Cuando mi amiga Isabel empezaba a hablar era casi imposible pararla. Mi cabeza daba vueltas y vueltas sin entender qué había pasado. Oía sus palabras a lo lejos mientras me preguntaba qué había sido del número de aquel individuo que me acababa de llamar. Yo misma lo había visto en la pantalla del móvil.
- Isabel … esto ... umm – me mordí el labio inferior. Lo hacía siempre que tenía que pensar con rapidez y en varias cosas al mimo tiempo – eh… verás. Es que estoy en casa de mi madre y no tenía previsto volver a casa hasta mañana. Te lo agradezco de veras. Quizá otra vez.
- Oooh, vaya – suspiró mi amiga – Vale, pues nada. Lo entiendo, no vas a venirte ahora precipitadamente para cenar con tus buenos amigos y echar una partidita a la Wii, dejando allí a tu madre, ¿no?
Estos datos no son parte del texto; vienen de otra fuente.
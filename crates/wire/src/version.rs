// SPDX-License-Identifier: BUSL-1.1
// Copyright (c) 2026 Alfred Jean LLC

//! `VERSION\t<major>\t<minor>` handshake shared by the client and master
//! protocols (spec.md §4.6, §6).

use crate::error::ProtocolError;

/// Protocol version this daemon speaks. A client/master whose major version
/// differs is rejected; minor version differences are tolerated (new
/// optional fields only).
pub const SERVER_VERSION: Version = Version { major: 1, minor: 1 };

#[derive(Debug, Clone, Copy, PartialEq, Eq)]
pub struct Version {
    pub major: u32,
    pub minor: u32,
}

impl Version {
    pub fn parse_line(line: &str) -> Result<Version, ProtocolError> {
        let mut fields = line.split('\t');
        match fields.next() {
            Some("VERSION") => {}
            _ => return Err(ProtocolError::MalformedLine(line.to_string())),
        }
        let major = fields
            .next()
            .ok_or_else(|| ProtocolError::MalformedLine(line.to_string()))?
            .parse()
            .map_err(|_| ProtocolError::MalformedLine(line.to_string()))?;
        let minor = fields
            .next()
            .ok_or_else(|| ProtocolError::MalformedLine(line.to_string()))?
            .parse()
            .map_err(|_| ProtocolError::MalformedLine(line.to_string()))?;
        Ok(Version { major, minor })
    }

    pub fn to_line(self) -> String {
        format!("VERSION\t{}\t{}\n", self.major, self.minor)
    }

    /// Checks the handshake per spec.md §4.6: "a mismatch in major version
    /// terminates the connection."
    pub fn check_compatible(self, server: Version) -> Result<(), ProtocolError> {
        if self.major != server.major {
            return Err(ProtocolError::VersionMismatch {
                client_major: self.major,
                server_major: server.major,
            });
        }
        Ok(())
    }
}

#[cfg(test)]
mod tests {
    use super::*;

    #[test]
    fn parses_and_formats_version_line() {
        let v = Version::parse_line("VERSION\t1\t0").unwrap();
        assert_eq!(v, Version { major: 1, minor: 0 });
        assert_eq!(v.to_line(), "VERSION\t1\t0\n");
    }

    #[test]
    fn rejects_malformed_line() {
        assert!(Version::parse_line("NOTVERSION\t1\t0").is_err());
        assert!(Version::parse_line("VERSION\t1").is_err());
        assert!(Version::parse_line("VERSION\tx\t0").is_err());
    }

    #[test]
    fn major_mismatch_is_rejected_minor_is_not() {
        let server = Version { major: 1, minor: 5 };
        assert!(Version { major: 1, minor: 0 }.check_compatible(server).is_ok());
        assert!(Version { major: 2, minor: 0 }.check_compatible(server).is_err());
    }
}
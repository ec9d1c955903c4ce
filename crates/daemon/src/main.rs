// SPDX-License-Identifier: BUSL-1.1
// Copyright (c) 2026 Alfred Jean LLC

//! authd: standalone SASL authentication daemon (spec.md §1, §6).
//!
//! Two-flag interface: `-F` keeps the process in the foreground instead of
//! daemonizing in standalone mode, `-w` re-enters this same binary as a
//! worker subprocess (spec.md §4.5) instead of running the accept loop.

mod env;
mod lifecycle;
mod listener;
mod worker_entry;

use std::sync::Arc;
use std::time::{Duration, Instant};

use tokio::signal::unix::{signal, SignalKind};
use tokio_util::sync::CancellationToken;
use tracing::{info, warn};
use tracing_subscriber::{fmt, prelude::*, EnvFilter};

use authd_core::SystemClock;
use authd_engine::{PassdbRegistry, Runtime, RuntimeConfig, WorkerPassdb};
use authd_workers::WorkerPool;

use crate::env::LogSink;
use crate::lifecycle::{Config, LifecycleError, PrivilegeManager};
use crate::listener::ListenCtx;

fn main() -> std::process::ExitCode {
    let mut foreground = false;
    let mut worker_mode = false;
    for arg in std::env::args().skip(1) {
        match arg.as_str() {
            "-F" => foreground = true,
            "-w" => worker_mode = true,
            other => {
                eprintln!("authd: unknown argument {other:?}");
                return std::process::ExitCode::FAILURE;
            }
        }
    }

    let runtime = match tokio::runtime::Builder::new_multi_thread().enable_all().build() {
        Ok(runtime) => runtime,
        Err(e) => {
            eprintln!("authd: failed to start async runtime: {e}");
            return std::process::ExitCode::FAILURE;
        }
    };

    let outcome = if worker_mode {
        runtime.block_on(worker_entry::run()).map_err(|e| e.to_string())
    } else {
        runtime.block_on(run_daemon(foreground)).map_err(|e| e.to_string())
    };

    match outcome {
        Ok(()) => std::process::ExitCode::SUCCESS,
        Err(message) => {
            eprintln!("authd: {message}");
            std::process::ExitCode::FAILURE
        }
    }
}

async fn run_daemon(foreground: bool) -> Result<(), LifecycleError> {
    let config = Config::load(foreground)?;
    let _log_guard = setup_logging(&config);

    info!(standalone = config.standalone, foreground = config.foreground, "authd starting");

    let worker_count = config.worker_count;
    let worker_queue_max = config.worker_queue_max;
    let failure_delay = config.failure_delay;
    let request_deadline = config.request_deadline;
    let connection_inactivity_timeout = config.connection_inactivity_timeout;
    let timer_check = config.timer_check;

    // Listener sockets are opened and chowned while still root; the
    // returned `ListenerSet` is the only thing carried past this point
    // (spec.md §4.1's post-condition — no privileged handle survives).
    let listeners = PrivilegeManager::new(config).drop_privileges()?;
    info!("privileges dropped");

    let exe = std::env::current_exe().map_err(LifecycleError::Io)?;
    let pool = WorkerPool::spawn(exe, Vec::new(), worker_count, worker_queue_max, SystemClock).await?;

    let mut passdbs = PassdbRegistry::new();
    passdbs.register(Box::new(WorkerPassdb::new(pool)));

    let runtime_config = RuntimeConfig { failure_delay, request_deadline, connection_inactivity_timeout };
    let runtime = Arc::new(Runtime::new(passdbs, runtime_config));

    let shutdown = CancellationToken::new();
    let ctx = Arc::new(ListenCtx {
        runtime,
        connection_ids: authd_core::ConnectionId::generator(),
        request_deadline,
        inactivity_timeout: connection_inactivity_timeout,
        shutdown: shutdown.clone(),
        reply_routes: parking_lot::Mutex::new(std::collections::HashMap::new()),
    });

    let timer = tokio::spawn(timer_loop(Arc::clone(&ctx), timer_check, shutdown.clone()));
    let accept = tokio::spawn(listener::run(listeners, Arc::clone(&ctx)));

    wait_for_signal().await;
    shutdown.cancel();

    let _ = accept.await;
    let _ = timer.await;
    info!("authd stopped");
    Ok(())
}

async fn timer_loop(ctx: Arc<ListenCtx>, interval: Duration, shutdown: CancellationToken) {
    let mut ticker = tokio::time::interval(interval);
    loop {
        tokio::select! {
            biased;
            _ = shutdown.cancelled() => break,
            _ = ticker.tick() => ctx.deliver_ready_delays(Instant::now()),
        }
    }
}

async fn wait_for_signal() {
    let mut sigterm = match signal(SignalKind::terminate()) {
        Ok(s) => s,
        Err(e) => {
            warn!(error = %e, "failed to install SIGTERM handler");
            return;
        }
    };
    let mut sigint = match signal(SignalKind::interrupt()) {
        Ok(s) => s,
        Err(e) => {
            warn!(error = %e, "failed to install SIGINT handler");
            return;
        }
    };
    tokio::select! {
        _ = sigterm.recv() => info!("received SIGTERM"),
        _ = sigint.recv() => info!("received SIGINT"),
    }
}

/// Opens the configured logging sink (spec.md §6's `LOG_TO_MASTER`/
/// `USE_SYSLOG`/`LOGFILE`). `LOG_TO_MASTER`/`USE_SYSLOG` transports
/// themselves are out of scope (SPEC_FULL.md §2's ambient-stack notes);
/// both fall back to stderr, matching the upstream behavior when neither
/// a master channel nor syslog is reachable.
fn setup_logging(config: &Config) -> Option<tracing_appender::non_blocking::WorkerGuard> {
    let filter = EnvFilter::try_from_default_env().unwrap_or_else(|_| EnvFilter::new("info"));
    match &config.log_sink {
        LogSink::File(path) => {
            let parent = path.parent().unwrap_or_else(|| std::path::Path::new("."));
            if let Err(e) = std::fs::create_dir_all(parent) {
                eprintln!("authd: failed to create log directory: {e}");
            }
            let file_name = path.file_name().unwrap_or_else(|| std::ffi::OsStr::new("authd.log"));
            let appender = tracing_appender::rolling::never(parent, file_name);
            let (non_blocking, guard) = tracing_appender::non_blocking(appender);
            tracing_subscriber::registry().with(filter).with(fmt::layer().with_writer(non_blocking)).init();
            Some(guard)
        }
        LogSink::Master | LogSink::Syslog | LogSink::Stderr => {
            tracing_subscriber::registry().with(filter).with(fmt::layer()).init();
            None
        }
    }
}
Intentaba convencerme. Siempre lo hacía. A menudo lo conseguía porque la mayoría de las veces yo me negaba a sus planes, que no eran tan cívicos como el de este fin de semana, para luego dejarme convencer no se de qué modo ni manera. Lo normal es que incluyeran alguna excursión en piragua con los niños, o escalada, o cualquier cosa que pusiera mis nervios a flor de piel. Y siempre, cuando volvíamos, tenía que reconocer que lo había pasado estupendamente, pero juraba y perjuraba que no volvería a dejarme convencer por ella.
- No, Isabel; este fin de semana no. Me apetecía estar con mi madre, ¿vale? – sin querer había usado el pasado.
- Vale, vale. No insisto. ¿Nos vemos el lunes?
- Eh, el lunes… - dudaba de mis propias rutinas. Era increíble. – Si, claro, como siempre.
Los lunes por la mañana Isabel y yo tomábamos café después de dejar a los niños en el colegio. Después íbamos a la peluquería, al contrario que la mayoría de las mujeres que se arreglan para estar guapas el fin de semana, a Isabel y a mi nos gustaba arreglarnos los lunes. Nos decíamos a nosotras mismas: "para estar arregladas toda la semana". Pasábamos la mañana juntas, la única mañana que ambas teníamos libre. El resto de la semana Isabel trabaja por turnos en una clínica como enfermera y yo atendía mi consulta en un horario bastante poco rutinario. Siempre decía que me gustaría tener un horario equilibrado y homogéneo, en que todos los días tuvieran su principio y su fin. Y así era, pero la mayoría de las veces no lo sabía de un mes para otro en el mejor de los casos.
Me senté en una de las sillas de madera de la cocina. Metí la cabeza entre mis brazos y me agaché hasta hacerme un ovillo. No podía llorar. No hasta saber qué había pasado. No podía ser que Alan hubiera… no podía ni pensar en la palabra. El teléfono sonó de repente y me incorporé rápidamente.